In [65]:
# Dependencies
import numpy as np
import pandas as pd
import seaborn as sns
import matplotlib.pyplot as plt
from utils.config import load_config_nb

sns.set('notebook', font_scale=1.1, rc={'figure.figsize': (10, 3)})
sns.set_style('ticks', rc={'figure.facecolor': 'none', 'axes.facecolor': 'none'})
%config InlineBackend.figure_format = 'svg'

import yaml
from nocturne.envs.base_env import BaseEnv

### Settings

In [66]:
env_config = load_config_nb("env_config")

env_config.data_path = "../data_lp/"
env_config.subscriber.use_observations = False
env_config.subscriber.use_ego_state = False
env_config.subscriber.use_current_position = True
env_config.dt = 0.1 # Default is 0.1
env_config.normalize_state = False

# Action space
env_config.accel_discretization = 1
env_config.steering_discretization = 3
env_config.accel_lower_bound = 0.0
env_config.accel_upper_bound = 0.0
env_config.steering_lower_bound = -0.5
env_config.steering_upper_bound = 0.5

In [67]:
# Make environment
env = BaseEnv(env_config)

### Linear Programming

In [74]:
# Make environment
env = BaseEnv(env_config)
env.reset()

{3: array([ 9.03282031e+03, -2.71831323e+03,  1.10296458e-01,  0.00000000e+00])}

In [139]:
from itertools import product

# Constants
NUM_REP_ACTION = 1
AGENT_ID = 3
VERBOSE = False

# Reset environment and get initial state
init_state = env.reset()[AGENT_ID]

# Get maximum number of actions
max_actions = 8
print(f"Max actions: {max_actions}")


# Define number of states, reward, transition matrix, and discount factor
num_actions = env.action_space.n
num_states = num_actions ** max_actions
states = {}
reward = {}
transition = {}
gamma = 1.0

# Set initial state and reward
states[0] = init_state
reward[0] = 0

# Get all possible action sequences
action_seqs = list(product(env.idx_to_actions, repeat=max_actions))

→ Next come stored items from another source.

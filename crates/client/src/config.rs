//! Client configuration read from the process environment.
use std::env;
use std::path::PathBuf;

/// Default location of the mod configuration, relative to the working directory.
pub const DEFAULT_CONFIG_PATH: &str = "config/config.json";

#[derive(Clone, Debug)]
pub struct CliConfig {
    /// Mod configuration used when `--config` is not given.
    pub config_path: PathBuf,
    /// Write logs to a file in addition to stderr.
    pub log_to_file: bool,
    /// Log file directory (default: platform cache directory).
    pub log_dir: Option<PathBuf>,
}

impl Default for CliConfig {
    fn default() -> Self {
        Self {
            config_path: PathBuf::from(DEFAULT_CONFIG_PATH),
            log_to_file: false,
            log_dir: None,
        }
    }
}

impl CliConfig {
    /// Construct configuration from environment variables.
    ///
    /// Environment variables:
    /// - `STAMINA_CONFIG_PATH` - Mod configuration file (default: `config/config.json`)
    /// - `STAMINA_LOG_TO_FILE` - Also log to a file (default: false)
    /// - `STAMINA_LOG_DIR` - Directory for the log file (default: platform-specific)
    pub fn from_env() -> Self {
        let mut config = Self::default();

        if let Ok(path) = env::var("STAMINA_CONFIG_PATH") {
            config.config_path = PathBuf::from(path);
        }

        if let Some(enable) = read_env::<bool>("STAMINA_LOG_TO_FILE") {
            config.log_to_file = enable;
        } else if env::var("STAMINA_LOG_TO_FILE").is_ok() {
            // Bare variable counts as enabled
            config.log_to_file = true;
        }

        config.log_dir = env::var("STAMINA_LOG_DIR").ok().map(PathBuf::from);

        config
    }
}

fn read_env<T>(key: &str) -> Option<T>
where
    T: std::str::FromStr,
{
    env::var(key).ok()?.parse().ok()
}
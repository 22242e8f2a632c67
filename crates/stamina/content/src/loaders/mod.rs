//! Loaders for reading mod configuration and host data from files.
//!
//! All loaders parse into the formats defined in [`crate::formats`] or
//! directly into `stamina-core` types.

pub mod config;
pub mod globals;

pub use config::{ConfigFormat, ConfigLoader};
pub use globals::{GlobalsDocument, JsonStaminaTable, STAMINA_POINTER, read_field};

use std::path::Path;

/// Common result type for loaders.
pub type LoadResult<T> = anyhow::Result<T>;

/// Helper function to read file contents.
pub(crate) fn read_file(path: &Path) -> LoadResult<String> {
    std::fs::read_to_string(path)
        .map_err(|e| anyhow::anyhow!("Failed to read file {}: {}", path.display(), e))
}

/// Async variant of [`read_file`] for hosts that load on a runtime.
pub(crate) async fn read_file_async(path: &Path) -> LoadResult<String> {
    tokio::fs::read_to_string(path)
        .await
        .map_err(|e| anyhow::anyhow!("Failed to read file {}: {}", path.display(), e))
}

pub(crate) fn write_file(path: &Path, contents: &str) -> LoadResult<()> {
    if let Some(parent) = path.parent().filter(|p| !p.as_os_str().is_empty()) {
        std::fs::create_dir_all(parent)
            .map_err(|e| anyhow::anyhow!("Failed to create {}: {}", parent.display(), e))?;
    }
    std::fs::write(path, contents)
        .map_err(|e| anyhow::anyhow!("Failed to write file {}: {}", path.display(), e))
}
//! Field adjustment policy.
//!
//! Pure functions that decide the new value of a single field. Nothing here
//! reads or writes the host table.

use crate::config::Adjustment;
use crate::schema::{FieldKind, FieldSpec};
use crate::value::FieldValue;

/// Number of decimal places kept after a percentage adjustment.
pub const DECIMAL_PLACES: i32 = 4;

/// Applies a signed percentage to `value`.
///
/// A non-negative `percentage` raises the value by `|percentage|`% of itself,
/// a negative one lowers it by the same share. The result is rounded to four
/// decimal places and floored at zero.
///
/// ```
/// use stamina_core::calculate_relative_percentage;
///
/// assert_eq!(calculate_relative_percentage(50.0, 0.5), 0.75);
/// assert_eq!(calculate_relative_percentage(-50.0, 0.5), 0.25);
/// ```
pub fn calculate_relative_percentage(percentage: f64, value: f64) -> f64 {
    let increase = percentage >= 0.0;
    let difference = (percentage.abs() / 100.0) * value;
    let adjusted = if increase {
        value + difference
    } else {
        value - difference
    };

    let rounded = round_to_places(adjusted, DECIMAL_PLACES);
    // NaN fails the comparison and is floored too.
    if rounded > 0.0 { rounded } else { 0.0 }
}

fn round_to_places(value: f64, places: i32) -> f64 {
    let scale = 10f64.powi(places);
    (value * scale).round() / scale
}

/// Computes the new value of `field` under `adjustment`.
///
/// Returns `None` when the field is not adjusted in this mode: flags in
/// percent mode, fields without a fixed value, and fixed or current values of
/// the wrong kind. The caller leaves such fields untouched.
pub fn adjust_field(
    adjustment: &Adjustment,
    field: &FieldSpec,
    current: FieldValue,
) -> Option<FieldValue> {
    match adjustment {
        Adjustment::Unlimited => Some(field.unlimited_value()),
        Adjustment::Percent(percent) => match (field.kind, current) {
            (FieldKind::Float { direction, .. }, FieldValue::Float(value)) => Some(
                FieldValue::Float(calculate_relative_percentage(direction.apply(*percent), value)),
            ),
            _ => None,
        },
        Adjustment::Fixed(values) => values
            .get(field.name)
            .filter(|value| value.kind() == field.value_kind()),
    }
}

#[cfg(test)]
mod tests {
    use super::*;
    use crate::config::FixedValues;
    use crate::schema::StaminaSchema;

    fn spec(name: &str) -> &'static FieldSpec {
        StaminaSchema::stamina().get(name).unwrap()
    }

    fn has_at_most_four_decimals(value: f64) -> bool {
        let scaled = value * 10_000.0;
        (scaled - scaled.round()).abs() < 1e-6
    }

    #[test]
    fn never_negative() {
        let percentages = [-250.0, -100.0, -99.99, -50.0, -0.5, 0.0, 0.5, 50.0, 250.0];
        let values = [0.0, 0.00001, 0.3, 1.0, 14.0, 110.0, 12_345.678];
        for p in percentages {
            for v in values {
                let result = calculate_relative_percentage(p, v);
                assert!(result >= 0.0, "p={p} v={v} -> {result}");
            }
        }
    }

    #[test]
    fn zero_percent_only_rounds() {
        assert_eq!(calculate_relative_percentage(0.0, 4.5), 4.5);
        assert_eq!(calculate_relative_percentage(0.0, 1.23456), 1.2346);
        assert_eq!(calculate_relative_percentage(-0.0, 0.123449), 0.1234);
    }

    #[test]
    fn zero_value_stays_zero() {
        for p in [-100.0, -1.0, 0.0, 1.0, 100.0, 1_000.0] {
            assert_eq!(calculate_relative_percentage(p, 0.0), 0.0);
        }
    }

    #[test]
    fn rounds_to_four_decimal_places() {
        let result = calculate_relative_percentage(50.0, 1.00005);
        assert!(has_at_most_four_decimals(result), "{result}");
        assert!((result - 1.5001).abs() < 1e-12, "{result}");
    }

    #[test]
    fn sign_selects_direction() {
        assert_eq!(calculate_relative_percentage(50.0, 100.0), 150.0);
        assert_eq!(calculate_relative_percentage(-50.0, 100.0), 50.0);
        assert_eq!(calculate_relative_percentage(20.0, 10.0), 12.0);
        assert_eq!(calculate_relative_percentage(-20.0, 10.0), 8.0);
    }

    #[test]
    fn large_decrease_clamps_to_zero() {
        assert_eq!(calculate_relative_percentage(-150.0, 10.0), 0.0);
        assert_eq!(calculate_relative_percentage(-100.0, 10.0), 0.0);
    }

    #[test]
    fn percent_mode_follows_field_direction() {
        let adjustment = Adjustment::Percent(50.0);

        let capacity = adjust_field(&adjustment, spec("Capacity"), FieldValue::Float(100.0));
        assert_eq!(capacity, Some(FieldValue::Float(150.0)));

        let sprint = adjust_field(
            &adjustment,
            spec("SprintDrainRate"),
            FieldValue::Float(10.0),
        );
        assert_eq!(sprint, Some(FieldValue::Float(5.0)));
    }

    #[test]
    fn percent_mode_leaves_flags_alone() {
        let result = adjust_field(
            &Adjustment::Percent(50.0),
            spec("StaminaExhaustionCausesJiggle"),
            FieldValue::Flag(true),
        );
        assert_eq!(result, None);
    }

    #[test]
    fn unlimited_mode_ignores_current_value() {
        let adjustment = Adjustment::Unlimited;
        assert_eq!(
            adjust_field(&adjustment, spec("JumpConsumption"), FieldValue::Float(14.0)),
            Some(FieldValue::Float(0.0))
        );
        assert_eq!(
            adjust_field(&adjustment, spec("OxygenCapacity"), FieldValue::Float(350.0)),
            Some(FieldValue::Float(500.0))
        );
        assert_eq!(
            adjust_field(
                &adjustment,
                spec("StaminaExhaustionRocksCamera"),
                FieldValue::Flag(true)
            ),
            Some(FieldValue::Flag(false))
        );
    }

    #[test]
    fn fixed_mode_returns_literal_or_nothing() {
        let adjustment = Adjustment::Fixed(
            FixedValues::new()
                .with("JumpConsumption", 3.0)
                .with("StaminaExhaustionCausesJiggle", false)
                .with("Capacity", true),
        );

        assert_eq!(
            adjust_field(&adjustment, spec("JumpConsumption"), FieldValue::Float(5.0)),
            Some(FieldValue::Float(3.0))
        );
        assert_eq!(
            adjust_field(
                &adjustment,
                spec("StaminaExhaustionCausesJiggle"),
                FieldValue::Flag(true)
            ),
            Some(FieldValue::Flag(false))
        );
        // Missing entry
        assert_eq!(
            adjust_field(&adjustment, spec("SprintDrainRate"), FieldValue::Float(4.3)),
            None
        );
        // Wrong kind
        assert_eq!(
            adjust_field(&adjustment, spec("Capacity"), FieldValue::Float(110.0)),
            None
        );
    }
}
//! Host containers.

use stamina_content::GlobalsDocument;
use stamina_core::{AdjustmentEvent, NotificationSink, StaminaParameters};

use super::{HostServices, ModContainer};
use crate::error::{Result, RuntimeError};
use crate::notify::TracingSink;

/// Container backed by the host's globals document.
///
/// The stamina table is the object at the document's stamina pointer.
/// Notifications go to `S`, which defaults to the tracing sink.
#[derive(Debug)]
pub struct DatabaseServer<S = TracingSink> {
    globals: GlobalsDocument,
    sink: S,
}

impl DatabaseServer {
    pub fn new(globals: GlobalsDocument) -> Self {
        Self::with_sink(globals, TracingSink)
    }
}

impl<S> DatabaseServer<S> {
    pub fn with_sink(globals: GlobalsDocument, sink: S) -> Self {
        Self { globals, sink }
    }

    pub fn globals(&self) -> &GlobalsDocument {
        &self.globals
    }

    pub fn sink(&self) -> &S {
        &self.sink
    }

    pub fn into_parts(self) -> (GlobalsDocument, S) {
        (self.globals, self.sink)
    }
}

impl<S: NotificationSink + Send> ModContainer for DatabaseServer<S> {
    fn resolve(&mut self) -> Result<HostServices<'_>> {
        let table = self
            .globals
            .stamina_mut()
            .map_err(|e| RuntimeError::TableUnavailable(e.to_string()))?;

        Ok(HostServices {
            table: Box::new(table),
            notifications: &mut self.sink,
        })
    }
}

/// Container holding a typed stamina record and recording every notification.
#[derive(Clone, Debug, Default)]
pub struct MemoryHost {
    pub parameters: StaminaParameters,
    pub events: Vec<AdjustmentEvent>,
}

impl MemoryHost {
    pub fn new(parameters: StaminaParameters) -> Self {
        Self {
            parameters,
            events: Vec::new(),
        }
    }
}

impl ModContainer for MemoryHost {
    fn resolve(&mut self) -> Result<HostServices<'_>> {
        Ok(HostServices {
            table: Box::new(&mut self.parameters),
            notifications: &mut self.events,
        })
    }
}
//! Table transformer: one adjustment pass over the stamina table.

use crate::config::{Adjustment, AdjustmentMethod, StaminaConfig};
use crate::event::{AdjustmentEvent, NotificationSink};
use crate::policy::adjust_field;
use crate::schema::StaminaSchema;
use crate::table::{StaminaTable, TableError};

/// Outcome of an activation.
#[derive(Clone, Copy, Debug, PartialEq, Eq)]
pub enum AdjustmentStatus {
    /// Configuration disabled the mod; the table was not touched.
    Disabled,
    /// The pass ran with the given method.
    Applied(AdjustmentMethod),
}

/// Why a schema field was not written.
#[derive(Clone, Debug, PartialEq)]
pub enum SkipReason {
    /// The host table has no such field.
    Missing,
    /// The active method does not adjust this field.
    NotAdjusted,
    /// The table refused the write.
    Rejected(TableError),
}

#[derive(Clone, Debug, PartialEq)]
pub struct SkippedField {
    pub field: &'static str,
    pub reason: SkipReason,
}

/// Summary of one pass, returned to the host once the pass completes.
#[derive(Clone, Debug, PartialEq)]
pub struct AdjustmentReport {
    pub status: AdjustmentStatus,
    /// Fields whose value differs after the pass.
    pub changed: usize,
    /// Fields written, changed or not.
    pub written: usize,
    pub skipped: Vec<SkippedField>,
}

impl AdjustmentReport {
    fn disabled() -> Self {
        Self::new(AdjustmentStatus::Disabled)
    }

    fn new(status: AdjustmentStatus) -> Self {
        Self {
            status,
            changed: 0,
            written: 0,
            skipped: Vec::new(),
        }
    }

    fn skip(&mut self, field: &'static str, reason: SkipReason) {
        self.skipped.push(SkippedField { field, reason });
    }

    pub fn is_disabled(&self) -> bool {
        self.status == AdjustmentStatus::Disabled
    }
}

/// Applies `config` to `table` using the built-in stamina schema.
///
/// See [`apply_with_schema`].
pub fn apply_stamina_adjustment<T, S>(
    config: &StaminaConfig,
    table: &mut T,
    sink: &mut S,
) -> AdjustmentReport
where
    T: StaminaTable + ?Sized,
    S: NotificationSink + ?Sized,
{
    apply_with_schema(config, &StaminaSchema::stamina(), table, sink)
}

/// Runs one adjustment pass over every field of `schema`, in schema order.
///
/// - A disabled config emits a single [`AdjustmentEvent::Disabled`] and
///   returns without touching the table.
/// - Otherwise every field the active method adjusts is written back, even
///   when its value is unchanged. With `debug` set, each changed field emits
///   [`AdjustmentEvent::FieldAdjusted`].
/// - The pass always ends with exactly one [`AdjustmentEvent::Completed`].
///
/// Individual fields never abort the pass: missing fields and rejected
/// writes are recorded in the report and the next field is processed.
pub fn apply_with_schema<T, S>(
    config: &StaminaConfig,
    schema: &StaminaSchema,
    table: &mut T,
    sink: &mut S,
) -> AdjustmentReport
where
    T: StaminaTable + ?Sized,
    S: NotificationSink + ?Sized,
{
    if !config.enabled {
        sink.notify(AdjustmentEvent::Disabled);
        return AdjustmentReport::disabled();
    }

    let method = config.adjustment.method();
    let mut report = AdjustmentReport::new(AdjustmentStatus::Applied(method));

    for field in schema.iter() {
        let Some(current) = table.read(field.name) else {
            report.skip(field.name, SkipReason::Missing);
            continue;
        };
        let Some(next) = adjust_field(&config.adjustment, field, current) else {
            report.skip(field.name, SkipReason::NotAdjusted);
            continue;
        };

        if let Err(err) = table.write(field.name, next) {
            report.skip(field.name, SkipReason::Rejected(err));
            continue;
        }
        report.written += 1;

        if next != current {
            report.changed += 1;
            if config.debug {
                sink.notify(AdjustmentEvent::FieldAdjusted {
                    field: field.name,
                    from: current,
                    to: next,
                });
            }
        }
    }

    let percent = match config.adjustment {
        Adjustment::Percent(percent) => Some(percent),
        Adjustment::Unlimited | Adjustment::Fixed(_) => None,
    };
    sink.notify(AdjustmentEvent::Completed { method, percent });

    report
}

# Iterate through all action sequences
state_idx = 1
for action_seq_idx, action_seq in enumerate(action_seqs):

    # Print progress
    if VERBOSE:
        print(f"Action index: {action_seq_idx + 1} / {len(action_seqs)}")
        print(f"Action sequence: {action_seq}")
    else:
        print("\rAction index: {} / {}".format(action_seq_idx + 1, len(action_seqs)), end="")
    
    # Reset environment
    obs = env.reset()
    
    # Step through scene using action sequence
    for action_idx, action in enumerate(action_seq):
        
        # Reset reward for action
        total_reward = 0

        # Repeat action
        for _ in range(NUM_REP_ACTION):
            obs, rew, done, info = env.step({AGENT_ID: action})
            total_reward += rew[AGENT_ID]
            if done['__all__']:  # Stop if agent is done
                total_reward += 10 if info[AGENT_ID]['goal_achieved'] else -10
                if VERBOSE:
                    print("GOAL ACHIEVED!" if info[AGENT_ID]['goal_achieved'] else "Oh no, the car crashed!")
                break
        
        # Get next state
        next_state = obs[AGENT_ID]

        # Store state, reward, and transition
        states[state_idx] = next_state
        reward[state_idx] = total_reward
        transition[((state_idx - 1) if (action_idx != 0) else 0, action)] = state_idx

        # Increment state index
        state_idx += 1

        if done['__all__']:  # Stop if agent is done
            break
    if not done['__all__'] and VERBOSE:
        print("The car is not done driving...")
    
    if VERBOSE:
        print("\n")

if not VERBOSE:
    print("\n")

# Remove duplicate states
states_df = pd.DataFrame(
    index = states.keys(),
    data = states.values(),
    columns = ["x", "y", "speed", "angle"],
)
states_full_df = pd.merge(
    left = states_df,
    right = states_df.drop_duplicates().reset_index(drop=True).reset_index().rename(columns={"index": "state_map"}),
    how = "left",
    on = ["x", "y", "speed", "angle"],
)
state_map = states_full_df["state_map"].to_dict()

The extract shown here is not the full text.